#### Work instructions
Where does the word "UpdateSalonRequest" show up in the data? Please find each such line and copy it.
───── Information ─────
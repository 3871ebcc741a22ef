//! # Salon Handlers
//!
//! Public salon discovery (list, detail with staff and service menu) and
//! admin-only salon management.

use axum::{
    extract::{Path, Query, State},
    http::StatusCode,
    Json,
};
use serde::Deserialize;
use std::sync::Arc;
use uuid::Uuid;

use salonbook_core::{
    errors::BookingError,
    models::salon::{
        CreateSalonRequest, GetSalonResponse, ListSalonsResponse, Salon, UpdateSalonRequest,
    },
};

use crate::{
    middleware::{auth::AuthUser, error_handling::AppError},
    ApiState,
};

const DEFAULT_PAGE_LIMIT: i64 = 20;
const MAX_PAGE_LIMIT: i64 = 100;

#[derive(Debug, Deserialize)]
pub struct ListSalonsQuery {
    pub page: Option<i64>,
    pub limit: Option<i64>,
    pub search: Option<String>,
}

#[axum::debug_handler]
pub async fn list_salons(
    State(state): State<Arc<ApiState>>,
    Query(query): Query<ListSalonsQuery>,
) -> Result<Json<ListSalonsResponse>, AppError> {
    let page = query.page.unwrap_or(1).max(1);
    let limit = query
        .limit
        .unwrap_or(DEFAULT_PAGE_LIMIT)
        .clamp(1, MAX_PAGE_LIMIT);

    let salons = salonbook_db::repositories::salon::list_salons(
        &state.db_pool,
        page,
        limit,
        query.search.as_deref(),
    )
    .await
    .map_err(salonbook_db::classify_error)?;

    Ok(Json(ListSalonsResponse {
        data: salons.into_iter().map(Salon::from).collect(),
        page,
        limit,
    }))
}

#[axum::debug_handler]
pub async fn get_salon(
    State(state): State<Arc<ApiState>>,
    Path(id): Path<Uuid>,
) -> Result<Json<GetSalonResponse>, AppError> {
    let salon = salonbook_db::repositories::salon::get_salon_by_id(&state.db_pool, id)
        .await
        .map_err(salonbook_db::classify_error)?
        .ok_or_else(|| BookingError::NotFound("Salon not found".to_string()))?;

    let staff = salonbook_db::repositories::staff::get_staff_by_salon(&state.db_pool, id)
        .await
        .map_err(salonbook_db::classify_error)?;
    let services = salonbook_db::repositories::service::get_services_by_salon(&state.db_pool, id)
        .await
        .map_err(salonbook_db::classify_error)?;

    Ok(Json(GetSalonResponse {
        salon: salon.into(),
        staff: staff.into_iter().map(Into::into).collect(),
        services: services.into_iter().map(Into::into).collect(),
    }))
}

fn require_admin(user: &AuthUser) -> Result<(), AppError> {
    if user.is_admin() {
        Ok(())
    } else {
        Err(AppError(BookingError::Authorization(
            "Admin access required".to_string(),
        )))
    }
}

#[axum::debug_handler]
pub async fn create_salon(
    State(state): State<Arc<ApiState>>,
    user: AuthUser,
    Json(payload): Json<CreateSalonRequest>,
) -> Result<(StatusCode, Json<Salon>), AppError> {
    require_admin(&user)?;

    if payload.name.trim().is_empty() {
        return Err(AppError(BookingError::InvalidRequest(
            "Salon name is required".to_string(),
        )));
    }

    let salon = salonbook_db::repositories::salon::create_salon(&state.db_pool, &payload)
        .await
        .map_err(salonbook_db::classify_error)?;

    Ok((StatusCode::CREATED, Json(salon.into())))
}

#[axum::debug_handler]
pub async fn update_salon(
    State(state): State<Arc<ApiState>>,
    user: AuthUser,
    Path(id): Path<Uuid>,
    Json(payload): Json<UpdateSalonRequest>,
) -> Result<Json<Salon>, AppError> {
    require_admin(&user)?;

    let salon = salonbook_db::repositories::salon::update_salon(&state.db_pool, id, &payload)
        .await
        .map_err(salonbook_db::classify_error)?
        .ok_or_else(|| BookingError::NotFound("Salon not found".to_string()))?;

    Ok(Json(salon.into()))
}

#[axum::debug_handler]
pub async fn delete_salon(
    State(state): State<Arc<ApiState>>,
    user: AuthUser,
    Path(id): Path<Uuid>,
) -> Result<StatusCode, AppError> {
    require_admin(&user)?;

    let deleted = salonbook_db::repositories::salon::delete_salon(&state.db_pool, id)
        .await
        .map_err(salonbook_db::classify_error)?;
    if !deleted {
        return Err(AppError(BookingError::NotFound(
            "Salon not found".to_string(),
        )));
    }

    Ok(StatusCode::NO_CONTENT)
}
─────
#### Response box
        CreateSalonRequest, GetSalonResponse, ListSalonsResponse, Salon, UpdateSalonRequest,
    Json(payload): Json<UpdateSalonRequest>,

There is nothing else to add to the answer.